Thyroid dysfunction is a global health concern, causing defects including neurodevelopmental disorders, dwarfism and cardiac arrhythmia. Here, we show that the potassium channel subunits KCNQ1 and KCNE2 form a thyroid-stimulating hormone-stimulated, constitutively active, thyrocyte K+ channel required for normal thyroid hormone biosynthesis. Targeted disruption of Kcne2 in mice impaired thyroid iodide accumulation up to eightfold, impaired maternal milk ejection, halved milk tetraiodothyronine (T-4) content and halved litter size.
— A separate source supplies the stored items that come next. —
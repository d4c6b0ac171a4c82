//! WireGuard device
//!
//! Binds a boringtun [`Tunn`] to a [`TunInterface`]. Packets the stack
//! emits are encrypted and sent to the peer over a connected UDP socket;
//! datagrams from the peer are decrypted and handed back to the stack
//! when their inner source falls inside the allowed IP ranges.
//!
//! Configuration uses the line based `key=value` format produced by the
//! session:
//!
//! ```text
//! private_key=<64 hex chars>
//! public_key=<64 hex chars>
//! allowed_ip=0.0.0.0/0,::/0
//! endpoint=203.0.113.5:51820
//! ```

use crate::keys::{KEY_LEN, from_wire_format};
use crate::netstack::TunInterface;
use crate::tunnel::{DeviceLogLevel, TunnelDevice, TunnelError};
use boringtun::noise::{Tunn, TunnResult};
use boringtun::x25519::{PublicKey, StaticSecret};
use ipnet::IpNet;
use std::net::{IpAddr, Ipv4Addr, Ipv6Addr, SocketAddr};
use std::time::Duration;
use tokio::net::UdpSocket;
use tokio::sync::mpsc::error::TrySendError;
use tokio::task::JoinHandle;
use tokio::time::MissedTickBehavior;
use tracing::{debug, info, warn};

const MAX_PACKET: usize = 65535;
const TIMER_TICK: Duration = Duration::from_millis(100);

#[derive(Clone)]
struct PeerSettings {
    private_key: [u8; KEY_LEN],
    public_key: [u8; KEY_LEN],
    allowed_ips: Vec<IpNet>,
    endpoint: SocketAddr,
}

fn configure_error(message: impl Into<String>) -> TunnelError {
    TunnelError::Configure(message.into())
}

fn parse_settings(text: &str) -> Result<PeerSettings, TunnelError> {
    let mut private_key = None;
    let mut public_key = None;
    let mut allowed_ips = Vec::new();
    let mut endpoint = None;

    for line in text.lines().map(str::trim).filter(|l| !l.is_empty()) {
        let (key, value) = line
            .split_once('=')
            .ok_or_else(|| configure_error(format!("malformed line {line:?}")))?;
        match key {
            "private_key" => private_key = Some(parse_key(key, value)?),
            "public_key" => public_key = Some(parse_key(key, value)?),
            "allowed_ip" => {
                for item in value.split(',').map(str::trim).filter(|s| !s.is_empty()) {
                    let net = item
                        .parse::<IpNet>()
                        .or_else(|_| item.parse::<IpAddr>().map(IpNet::from))
                        .map_err(|_| configure_error(format!("bad allowed_ip {item:?}")))?;
                    allowed_ips.push(net);
                }
            }
            "endpoint" => {
                let addr = value
                    .parse::<SocketAddr>()
                    .map_err(|_| configure_error(format!("bad endpoint {value:?}")))?;
                endpoint = Some(addr);
            }
            other => return Err(configure_error(format!("unknown key {other:?}"))),
        }
    }

    Ok(PeerSettings {
        private_key: private_key.ok_or_else(|| configure_error("missing private_key"))?,
        public_key: public_key.ok_or_else(|| configure_error("missing public_key"))?,
        allowed_ips,
        endpoint: endpoint.ok_or_else(|| configure_error("missing endpoint"))?,
    })
}

fn parse_key(name: &str, value: &str) -> Result<[u8; KEY_LEN], TunnelError> {
    from_wire_format(value).map_err(|e| configure_error(format!("{name}: {e}")))
}

/// Userspace WireGuard device over a [`TunInterface`].
pub struct WireGuardDevice {
    /// Owned until `up` hands it to the pump
    interface: Option<TunInterface>,
    settings: Option<PeerSettings>,
    log_level: DeviceLogLevel,
    pump: Option<JoinHandle<()>>,
}

impl WireGuardDevice {
    pub(crate) fn new(interface: TunInterface, log_level: DeviceLogLevel) -> Self {
        Self {
            interface: Some(interface),
            settings: None,
            log_level,
            pump: None,
        }
    }

    /// Whether the packet pump is running.
    pub fn is_up(&self) -> bool {
        self.pump.as_ref().is_some_and(|pump| !pump.is_finished())
    }
}

impl TunnelDevice for WireGuardDevice {
    fn ipc_set(&mut self, config: &str) -> Result<(), TunnelError> {
        let settings = parse_settings(config).inspect_err(|e| {
            if self.log_level.logs_errors() {
                warn!("Rejected device configuration: {}", e);
            }
        })?;

        if self.log_level.is_verbose() {
            debug!(
                "Device configured for peer {} ({} allowed ranges)",
                settings.endpoint,
                settings.allowed_ips.len()
            );
        }
        self.settings = Some(settings);
        Ok(())
    }

    fn up(&mut self) -> Result<(), TunnelError> {
        if self.pump.is_some() {
            return Ok(());
        }
        let settings = self
            .settings
            .clone()
            .ok_or_else(|| TunnelError::Up("device has no configuration".to_string()))?;
        if self.interface.as_ref().is_none_or(TunInterface::is_closed) {
            return Err(TunnelError::Up("network stack stopped".to_string()));
        }
        let runtime =
            tokio::runtime::Handle::try_current().map_err(|e| TunnelError::Up(e.to_string()))?;
        let tunn = Tunn::new(
            StaticSecret::from(settings.private_key),
            PublicKey::from(settings.public_key),
            None,
            None,
            rand::random::<u32>() >> 8,
            None,
        )
        .map_err(|e| TunnelError::Up(format!("WireGuard session: {e}")))?;

        let socket = {
            let _guard = runtime.enter();
            connect_udp(settings.endpoint)
                .map_err(|e| TunnelError::Up(format!("UDP socket to {}: {e}", settings.endpoint)))?
        };
        let interface = self
            .interface
            .take()
            .ok_or_else(|| TunnelError::Up("interface already released".to_string()))?;

        let pump = Pump {
            tunn,
            socket,
            interface,
            allowed_ips: settings.allowed_ips,
            log_level: self.log_level,
        };
        self.pump = Some(runtime.spawn(pump.run()));
        info!("WireGuard device up, peer {}", settings.endpoint);
        Ok(())
    }

    fn close(&mut self) {
        if let Some(pump) = self.pump.take() {
            pump.abort();
            debug!("WireGuard device closed");
        }
        self.interface = None;
        self.settings = None;
    }
}

impl Drop for WireGuardDevice {
    fn drop(&mut self) {
        self.close();
    }
}

fn connect_udp(endpoint: SocketAddr) -> std::io::Result<UdpSocket> {
    let bind: SocketAddr = if endpoint.is_ipv4() {
        (Ipv4Addr::UNSPECIFIED, 0).into()
    } else {
        (Ipv6Addr::UNSPECIFIED, 0).into()
    };
    let socket = std::net::UdpSocket::bind(bind)?;
    socket.connect(endpoint)?;
    socket.set_nonblocking(true)?;
    UdpSocket::from_std(socket)
}

struct Pump {
    tunn: Tunn,
    socket: UdpSocket,
    interface: TunInterface,
    allowed_ips: Vec<IpNet>,
    log_level: DeviceLogLevel,
}

impl Pump {
    async fn run(mut self) {
        let mut send_buf = vec![0u8; MAX_PACKET];
        let mut recv_buf = vec![0u8; MAX_PACKET];
        let mut plain_buf = vec![0u8; MAX_PACKET];

        let initiation = self.tunn.format_handshake_initiation(&mut send_buf, false);
        send_to_peer(&self.socket, initiation, self.log_level).await;

        let mut timers = tokio::time::interval(TIMER_TICK);
        timers.set_missed_tick_behavior(MissedTickBehavior::Skip);

        loop {
            tokio::select! {
                packet = self.interface.from_stack.recv() => {
                    let Some(packet) = packet else { break };
                    let result = self.tunn.encapsulate(&packet, &mut send_buf);
                    send_to_peer(&self.socket, result, self.log_level).await;
                }
                received = self.socket.recv(&mut recv_buf) => match received {
                    Ok(n) => self.receive(&recv_buf[..n], &mut plain_buf).await,
                    Err(e) => {
                        if self.log_level.logs_errors() {
                            warn!("UDP receive from peer failed: {}", e);
                        }
                    }
                },
                _ = timers.tick() => {
                    let result = self.tunn.update_timers(&mut send_buf);
                    send_to_peer(&self.socket, result, self.log_level).await;
                }
            }
        }

        debug!("WireGuard pump stopped");
    }

    async fn receive(&mut self, datagram: &[u8], plain: &mut [u8]) {
        let mut input = datagram;
        loop {
            match self.tunn.decapsulate(None, input, plain) {
                TunnResult::WriteToNetwork(packet) => {
                    send_packet(&self.socket, packet, self.log_level).await;
                    // drain queued packets after a handshake completes
                    input = &[];
                    continue;
                }
                TunnResult::WriteToTunnelV4(packet, src) => self.deliver(packet, IpAddr::V4(src)),
                TunnResult::WriteToTunnelV6(packet, src) => self.deliver(packet, IpAddr::V6(src)),
                TunnResult::Err(e) => {
                    if self.log_level.is_verbose() {
                        debug!("Dropped datagram from peer: {:?}", e);
                    }
                }
                TunnResult::Done => {}
            }
            break;
        }
    }

    fn deliver(&self, packet: &[u8], src: IpAddr) {
        if !self.allowed_ips.iter().any(|net| net.contains(&src)) {
            if self.log_level.is_verbose() {
                debug!("Dropped packet from {} outside allowed IPs", src);
            }
            return;
        }
        match self.interface.to_stack.try_send(packet.to_vec()) {
            Ok(()) => {}
            Err(TrySendError::Full(_)) => {
                if self.log_level.is_verbose() {
                    debug!("Stack queue full, dropped packet from {}", src);
                }
            }
            // stack gone, from_stack ends the loop
            Err(TrySendError::Closed(_)) => {}
        }
    }
}

async fn send_to_peer(socket: &UdpSocket, result: TunnResult<'_>, log_level: DeviceLogLevel) {
    match result {
        TunnResult::WriteToNetwork(packet) => send_packet(socket, packet, log_level).await,
        TunnResult::Err(e) => {
            if log_level.is_verbose() {
                debug!("WireGuard: {:?}", e);
            }
        }
        _ => {}
    }
}

async fn send_packet(socket: &UdpSocket, packet: &[u8], log_level: DeviceLogLevel) {
    if let Err(e) = socket.send(packet).await {
        if log_level.logs_errors() {
            warn!("UDP send to peer failed: {}", e);
        }
    }
}

#[cfg(test)]
mod tests {
    use super::*;
    use crate::netstack;

    fn wire_config(endpoint: &str, allowed: &str) -> String {
        let private = StaticSecret::from([7u8; 32]);
        let public = PublicKey::from(&StaticSecret::from([9u8; 32]));
        format!(
            "private_key={}\npublic_key={}\nallowed_ip={}\nendpoint={}\n",
            hex::encode(private.to_bytes()),
            hex::encode(public.as_bytes()),
            allowed,
            endpoint
        )
    }

    fn interface() -> TunInterface {
        let local = ["10.64.0.2".parse().unwrap()];
        netstack::spawn(&local, &[], 1420).unwrap().0
    }

    #[test]
    fn test_parse_settings() {
        let settings =
            parse_settings(&wire_config("203.0.113.5:51820", "0.0.0.0/0, 10.0.0.1")).unwrap();
        assert_eq!(settings.private_key, [7u8; 32]);
        assert_eq!(settings.endpoint, "203.0.113.5:51820".parse().unwrap());
        assert_eq!(
            settings.allowed_ips,
            vec!["0.0.0.0/0".parse::<IpNet>().unwrap(), "10.0.0.1/32".parse().unwrap()]
        );
    }

    #[test]
    fn test_parse_rejects_bad_input() {
        let good = wire_config("203.0.113.5:51820", "0.0.0.0/0");

        let unknown = format!("{good}persistent_keepalive_interval=25\n");
        assert!(matches!(parse_settings(&unknown), Err(TunnelError::Configure(_))));

        let bad_hex = good.replacen("private_key=", "private_key=zz", 1);
        assert!(matches!(parse_settings(&bad_hex), Err(TunnelError::Configure(_))));

        assert!(parse_settings("endpoint").is_err());
        assert!(parse_settings("endpoint=203.0.113.5:51820").is_err());
    }

    #[tokio::test]
    async fn test_failed_ipc_set_keeps_previous_settings() {
        let mut device = WireGuardDevice::new(interface(), DeviceLogLevel::Silent);
        device
            .ipc_set(&wire_config("203.0.113.5:51820", "0.0.0.0/0"))
            .unwrap();

        let err = device
            .ipc_set(&wire_config("198.51.100.1:51820", "bogus"))
            .unwrap_err();
        assert!(matches!(err, TunnelError::Configure(_)));
        let kept = device.settings.as_ref().unwrap();
        assert_eq!(kept.endpoint, "203.0.113.5:51820".parse().unwrap());
    }

    #[tokio::test]
    async fn test_up_requires_configuration() {
        let mut device = WireGuardDevice::new(interface(), DeviceLogLevel::Silent);
        assert!(matches!(device.up(), Err(TunnelError::Up(_))));
        assert!(!device.is_up());
    }

    #[tokio::test]
    async fn test_up_sends_handshake_initiation() {
        let peer = UdpSocket::bind("127.0.0.1:0").await.unwrap();
        let endpoint = peer.local_addr().unwrap().to_string();

        let mut device = WireGuardDevice::new(interface(), DeviceLogLevel::Silent);
        device.ipc_set(&wire_config(&endpoint, "0.0.0.0/0")).unwrap();
        device.up().unwrap();
        assert!(device.is_up());

        let mut buf = [0u8; 512];
        let n = tokio::time::timeout(Duration::from_secs(5), peer.recv(&mut buf))
            .await
            .unwrap()
            .unwrap();
        // handshake initiation: type 1, fixed 148 bytes
        assert_eq!(n, 148);
        assert_eq!(&buf[..4], &[1, 0, 0, 0]);

        device.close();
        device.close();
        assert!(!device.is_up());
        assert!(device.up().is_err());
    }
}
Kcne2-deficient mice had hypothyroidism, dwarfism, alopecia, goiter and cardiac abnormalities including hypertrophy, fibrosis, and reduced fractional shortening. The alopecia, dwarfism and cardiac abnormalities were alleviated by triiodothyronine (T-3) and T-4 administration to pups, by supplementing dams with T-4 before and after they gave birth or by feeding the pups exclusively from Kcne2(+/+) dams; conversely, these symptoms were elicited in Kcne2(+/+) pups by feeding exclusively from Kcne2(-/-) dams. These data provide a new potential therapeutic target for thyroid disorders and raise the possibility of an endocrine component to previously identified KCNE2- and KCNQ1-linked human cardiac arrhythmias.